Compassion Asia’s strategy for taking on the devastation is simple. Partner with individuals and organizations in Nepal near the border of India; buy food, first aid, and medical supplies cheaply in Nepalgunj, India, transport them to the areas affected by the earthquake, and distribute them to people in need. While it is a 12 hour drive from Nepalgunj to Kathmandu, driving the supplies in by truck has proven to be the most efficient and reliable way to bring in supplies.

Besides bringing in material goods, Compassion Asia is also networking local craftsman to help rebuild homes and structures in the Kathmandu Valley.

This is far more efficient and far more effective than sending international teams,” said a statement on CA’s website. “Our leaders are skilled workers, are knowledgeable, and can more accurately assess the needs more than any international visitor. Since we have worked with them for over twelve years, we trust their judgment.”

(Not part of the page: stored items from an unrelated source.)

//! Statement loop.
//!
//! Input is buffered until an unquoted `;` completes a statement. Each
//! statement goes through the store: local commands print at once, remote
//! ones are waited on and their results paged in. Ctrl-C cancels the wait of
//! the statement in flight, not the shell; at the prompt it drops the
//! statement being typed.

use std::io::Write;

use flink_store::{
    FlinkGateway, ProcessedStatement, StatementError, StatementOutcome, StatementStore,
};
use tokio::io::{AsyncBufRead, AsyncBufReadExt, Lines};
use tokio_util::sync::CancellationToken;
use tracing::{debug, warn};

use crate::error::CliError;
use crate::history::History;
use crate::output::{ErrorReport, OutputFormat};

const PROMPT: &str = "flink> ";
const CONTINUATION_PROMPT: &str = "    -> ";

/// One read from a line source.
#[derive(Debug, Clone, PartialEq, Eq)]
pub enum ReadLine {
    /// A line without its terminator.
    Line(String),
    /// Ctrl-C at the prompt.
    Interrupted,
    /// End of input.
    Eof,
}

/// Source of interactive input.
pub trait LineReader {
    /// Whether the reader shows the prompt itself.
    fn draws_prompt(&self) -> bool {
        false
    }

    /// Read the next line after `prompt`.
    fn read_line(&mut self, prompt: &str) -> impl Future<Output = Result<ReadLine, CliError>>;

    /// Offer an executed statement for recall.
    fn add_history(&mut self, _entry: &str) {}
}

/// Plain line source over an async reader. The shell writes the prompt.
pub struct AsyncLines<R> {
    lines: Lines<R>,
}

impl<R: AsyncBufRead + Unpin> AsyncLines<R> {
    /// Wrap a reader.
    pub fn new(input: R) -> Self {
        Self { lines: input.lines() }
    }
}

impl<R: AsyncBufRead + Unpin> LineReader for AsyncLines<R> {
    async fn read_line(&mut self, _prompt: &str) -> Result<ReadLine, CliError> {
        Ok(match self.lines.next_line().await? {
            Some(line) => ReadLine::Line(line),
            None => ReadLine::Eof,
        })
    }
}

/// Result of running one statement.
#[derive(Debug, Clone, Copy, PartialEq, Eq)]
pub enum Step {
    /// The statement succeeded.
    Continue,
    /// The statement failed; the error was printed.
    Failed,
    /// `EXIT` or `QUIT`.
    Exit,
}

#[derive(Debug, Clone, Copy, PartialEq, Eq)]
enum Lexer {
    Code,
    SingleQuote,
    DoubleQuote,
    Backtick,
    LineComment,
    BlockComment,
}

/// Incremental splitter of SQL text into statements.
///
/// Quotes, backticks and comments are tracked across lines, so a `;` inside
/// them never ends a statement.
#[derive(Debug, Clone)]
pub struct StatementSplitter {
    buffer: String,
    state: Lexer,
}

impl Default for StatementSplitter {
    fn default() -> Self {
        Self::new()
    }
}

impl StatementSplitter {
    /// Create an empty splitter.
    pub fn new() -> Self {
        Self {
            buffer: String::new(),
            state: Lexer::Code,
        }
    }

    /// Whether a statement is partially buffered.
    pub fn is_pending(&self) -> bool {
        !is_blank(&self.buffer)
    }

    /// Feed one line and return the statements it completes.
    pub fn push_line(&mut self, line: &str) -> Vec<String> {
        let mut complete = Vec::new();
        let mut chars = line.chars().peekable();

        while let Some(c) = chars.next() {
            let next = chars.peek().copied();
            match self.state {
                Lexer::Code => match c {
                    ';' => {
                        let statement = std::mem::take(&mut self.buffer);
                        if !is_blank(&statement) {
                            complete.push(statement.trim().to_string());
                        }
                        continue;
                    }
                    '\'' => self.state = Lexer::SingleQuote,
                    '"' => self.state = Lexer::DoubleQuote,
                    '`' => self.state = Lexer::Backtick,
                    '-' if next == Some('-') => self.state = Lexer::LineComment,
                    '/' if next == Some('*') => {
                        self.buffer.push(c);
                        self.buffer.push('*');
                        chars.next();
                        self.state = Lexer::BlockComment;
                        continue;
                    }
                    _ => {}
                },
                Lexer::SingleQuote if c == '\'' => self.state = Lexer::Code,
                Lexer::DoubleQuote if c == '"' => self.state = Lexer::Code,
                Lexer::Backtick if c == '`' => self.state = Lexer::Code,
                Lexer::BlockComment if c == '*' && next == Some('/') => {
                    self.buffer.push(c);
                    self.buffer.push('/');
                    chars.next();
                    self.state = Lexer::Code;
                    continue;
                }
                _ => {}
            }
            self.buffer.push(c);
        }

        if self.state == Lexer::LineComment {
            self.state = Lexer::Code;
        }
        self.buffer.push('\n');
        complete
    }

    /// Drop the buffered text.
    pub fn clear(&mut self) {
        self.buffer.clear();
        self.state = Lexer::Code;
    }

    /// Take whatever is buffered as a final, unterminated statement.
    pub fn finish(&mut self) -> Option<String> {
        self.state = Lexer::Code;
        let rest = std::mem::take(&mut self.buffer);
        (!is_blank(&rest)).then(|| rest.trim().to_string())
    }
}

/// Split a whole script into statements.
pub fn split_statements(script: &str) -> Vec<String> {
    let mut splitter = StatementSplitter::new();
    let mut statements: Vec<String> = script.lines().flat_map(|line| splitter.push_line(line)).collect();
    statements.extend(splitter.finish());
    statements
}

/// Whether text holds nothing but whitespace and comments.
fn is_blank(text: &str) -> bool {
    flink_store::router::strip_leading_noise(text).is_empty()
}

/// Interactive or scripted statement loop over a store.
pub struct Shell<G: FlinkGateway> {
    store: StatementStore<G>,
    format: OutputFormat,
    history: Option<History>,
    last_recorded: Option<String>,
    max_pages: usize,
    wait_for_completion: bool,
    handle_interrupts: bool,
}

impl<G: FlinkGateway> Shell<G> {
    /// Create a shell.
    pub fn new(store: StatementStore<G>, format: OutputFormat) -> Self {
        Self {
            store,
            format,
            history: None,
            last_recorded: None,
            max_pages: 100,
            wait_for_completion: false,
            handle_interrupts: false,
        }
    }

    /// Record non-sensitive statements in a history file.
    #[must_use]
    pub fn with_history(mut self, history: History) -> Self {
        self.history = Some(history);
        self
    }

    /// Cap the result pages read per query.
    #[must_use]
    pub fn with_max_pages(mut self, max_pages: usize) -> Self {
        self.max_pages = max_pages;
        self
    }

    /// Wait for non-query statements to reach a terminal phase.
    #[must_use]
    pub fn with_wait_for_completion(mut self, wait: bool) -> Self {
        self.wait_for_completion = wait;
        self
    }

    /// Cancel the statement in flight on Ctrl-C.
    #[must_use]
    pub fn with_interrupts(mut self, enabled: bool) -> Self {
        self.handle_interrupts = enabled;
        self
    }

    /// The underlying store.
    pub fn store(&self) -> &StatementStore<G> {
        &self.store
    }

    /// Entries of the history file, oldest first.
    ///
    /// An unreadable file is logged and treated as empty.
    pub fn history_entries(&self) -> Vec<String> {
        let Some(history) = &self.history else {
            return Vec::new();
        };
        history.load().unwrap_or_else(|err| {
            warn!(error = %err, path = %history.path().display(), "failed to load history");
            Vec::new()
        })
    }

    /// Run every statement of a script, stopping at `EXIT`.
    ///
    /// Returns whether all statements succeeded.
    ///
    /// # Errors
    ///
    /// Returns an error if output cannot be written.
    pub async fn run_script<W: Write>(&mut self, script: &str, out: &mut W) -> Result<bool, CliError> {
        let mut succeeded = true;
        for statement in split_statements(script) {
            match self.execute(&statement, out).await? {
                Step::Continue => {}
                Step::Failed => succeeded = false,
                Step::Exit => break,
            }
        }
        Ok(succeeded)
    }

    /// Read statements from `input` until end of input or `EXIT`.
    ///
    /// # Errors
    ///
    /// Returns an error if input cannot be read or output cannot be written.
    pub async fn run_interactive<R, W>(&mut self, input: R, out: &mut W) -> Result<(), CliError>
    where
        R: AsyncBufRead + Unpin,
        W: Write,
    {
        self.run_prompt(&mut AsyncLines::new(input), out).await
    }

    /// Prompt loop over any line source.
    ///
    /// # Errors
    ///
    /// Returns an error if input cannot be read or output cannot be written.
    pub async fn run_prompt<L, W>(&mut self, reader: &mut L, out: &mut W) -> Result<(), CliError>
    where
        L: LineReader,
        W: Write,
    {
        let mut splitter = StatementSplitter::new();

        loop {
            let prompt = if splitter.is_pending() { CONTINUATION_PROMPT } else { PROMPT };
            if !reader.draws_prompt() {
                write!(out, "{prompt}")?;
                out.flush()?;
            }

            match reader.read_line(prompt).await? {
                ReadLine::Line(line) => {
                    for statement in splitter.push_line(&line) {
                        let step = self.execute(&statement, out).await?;
                        if let Some(entry) = self.last_recorded.take() {
                            reader.add_history(&entry);
                        }
                        if step == Step::Exit {
                            return Ok(());
                        }
                    }
                }
                ReadLine::Interrupted if splitter.is_pending() => {
                    splitter.clear();
                    writeln!(out, "Statement discarded.")?;
                }
                ReadLine::Interrupted => writeln!(out, "Type EXIT or QUIT to leave the shell.")?,
                ReadLine::Eof => {
                    if !reader.draws_prompt() {
                        writeln!(out)?;
                    }
                    break;
                }
            }
        }

        if let Some(statement) = splitter.finish() {
            self.execute(&statement, out).await?;
        }
        Ok(())
    }

    /// Run one statement and print its outcome.
    ///
    /// Statement errors are printed, not returned.
    ///
    /// # Errors
    ///
    /// Returns an error if output cannot be written.
    pub async fn execute<W: Write>(&mut self, statement: &str, out: &mut W) -> Result<Step, CliError> {
        let cancel = CancellationToken::new();
        let watcher = self.handle_interrupts.then(|| {
            let token = cancel.clone();
            tokio::spawn(async move {
                if tokio::signal::ctrl_c().await.is_ok() {
                    token.cancel();
                }
            })
        });

        let result = self.execute_with(statement, &cancel, out).await;
        if let Some(watcher) = watcher {
            watcher.abort();
        }
        result
    }

    /// Run one statement under a caller-owned cancellation token.
    ///
    /// # Errors
    ///
    /// Returns an error if output cannot be written.
    pub async fn execute_with<W: Write>(
        &mut self,
        statement: &str,
        cancel: &CancellationToken,
        out: &mut W,
    ) -> Result<Step, CliError> {
        let processed = match self.store.process_statement(statement).await {
            Ok(StatementOutcome::ExitRequested) => return Ok(Step::Exit),
            Ok(StatementOutcome::Processed(processed)) => processed,
            Err(err) => return self.report(&err, out),
        };
        self.record(statement, &processed);

        if processed.is_local_statement() {
            self.format.write(out, &processed)?;
            return Ok(Step::Continue);
        }

        match self.follow(processed, cancel).await {
            Ok(done) => {
                self.format.write(out, &done)?;
                if done.status().is_failure() {
                    Ok(Step::Failed)
                } else {
                    Ok(Step::Continue)
                }
            }
            Err(err) => self.report(&err, out),
        }
    }

    /// Wait for a submitted statement and read its results.
    async fn follow(
        &self,
        submitted: ProcessedStatement,
        cancel: &CancellationToken,
    ) -> Result<ProcessedStatement, StatementError> {
        let statement = self.store.wait_for_pending_statement(submitted.name(), cancel).await?;
        if statement.status().is_failure() {
            return Ok(statement);
        }

        let statement = if self.wait_for_completion && !statement.is_select_statement() && !statement.is_terminal() {
            self.store
                .wait_for_terminal_statement_state(statement.name(), cancel)
                .await?
        } else {
            statement
        };

        if statement.result_schema().is_none() || statement.status().is_failure() {
            return Ok(statement);
        }
        self.store
            .fetch_all_results(statement, cancel, self.max_pages)
            .await
    }

    fn record(&mut self, statement: &str, processed: &ProcessedStatement) {
        if processed.is_sensitive_statement() {
            debug!("sensitive statement kept out of history");
            return;
        }
        self.last_recorded = Some(History::entry(statement));
        if let Some(history) = &self.history {
            if let Err(err) = history.append(statement) {
                warn!(error = %err, "failed to record history");
            }
        }
    }

    fn report<W: Write>(&self, err: &StatementError, out: &mut W) -> Result<Step, CliError> {
        self.format.write(out, &ErrorReport::from(err))?;
        Ok(Step::Failed)
    }
}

In order to strengthen their efforts to support their partners, many of whom are struggling with the aftermath of the quake themselves, Compassion Asia is asking the public for funding.

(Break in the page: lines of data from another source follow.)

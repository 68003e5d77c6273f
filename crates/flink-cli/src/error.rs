//! CLI error types.

use flink_store::StatementError;
use thiserror::Error;

/// CLI-specific errors.
#[derive(Debug, Error)]
pub enum CliError {
    /// Statement processing failed.
    #[error(transparent)]
    Statement(#[from] StatementError),
    /// Invalid configuration.
    #[error("configuration error: {0}")]
    Config(String),
    /// Invalid argument.
    #[error("invalid argument: {0}")]
    InvalidArgument(String),
    /// HTTP client setup failed.
    #[error("HTTP client error: {0}")]
    Http(#[from] reqwest::Error),
    /// Output formatting error.
    #[error("format error: {0}")]
    Format(String),
    /// History file error.
    #[error("history error: {0}")]
    History(String),
    /// Line editor error.
    #[error("line editor error: {0}")]
    Readline(String),
    /// IO error.
    #[error("IO error: {0}")]
    Io(#[from] std::io::Error),
}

The site we have up is nepalquakehelp.com, and it’s very easy to give through there,” said Pitts. “Literally 100 percent of everything that people give goes directly to that recovery effort.”

The 2015 Nepal Earthquake, also known as the Gorkha Earthquake, was a 7.8 magnitude quake that struck on April 25. The epicenter of the quake is believed to be 15 kilometers below the village of Barpak in the Gorkha district—hence the name. As of press time, it is estimated that almost 7,500 have been killed and over 15,000 have been injured in Nepal alone, making it the worst disaster to hit the Himalayan country since 1938. It is believed that as many as 19 people were killed by an avalanche on Mt. Everest caused by the quake, making April 25 the deadliest day in the mountain’s history. Deaths and injuries attributed to the quake were also reported in India, Tibet, China and Bangladesh.

Apart from the loss of life, the quake caused catastrophic damage to important landmarks and heritage sites. Kathmandu Durbar Square, a UNESCO world heritage site, completely collapsed along with the Dharahara Tower, which was built in 1832. Countless temples and sacred sites were also damaged or destroyed by the quake.

More information on Compassion Asia can be found at compassionasia.com. Other vetted organizations that are also accepting donations are AmeriCares, CARE, DirectRelief, International Relief Teams, and The Red Cross.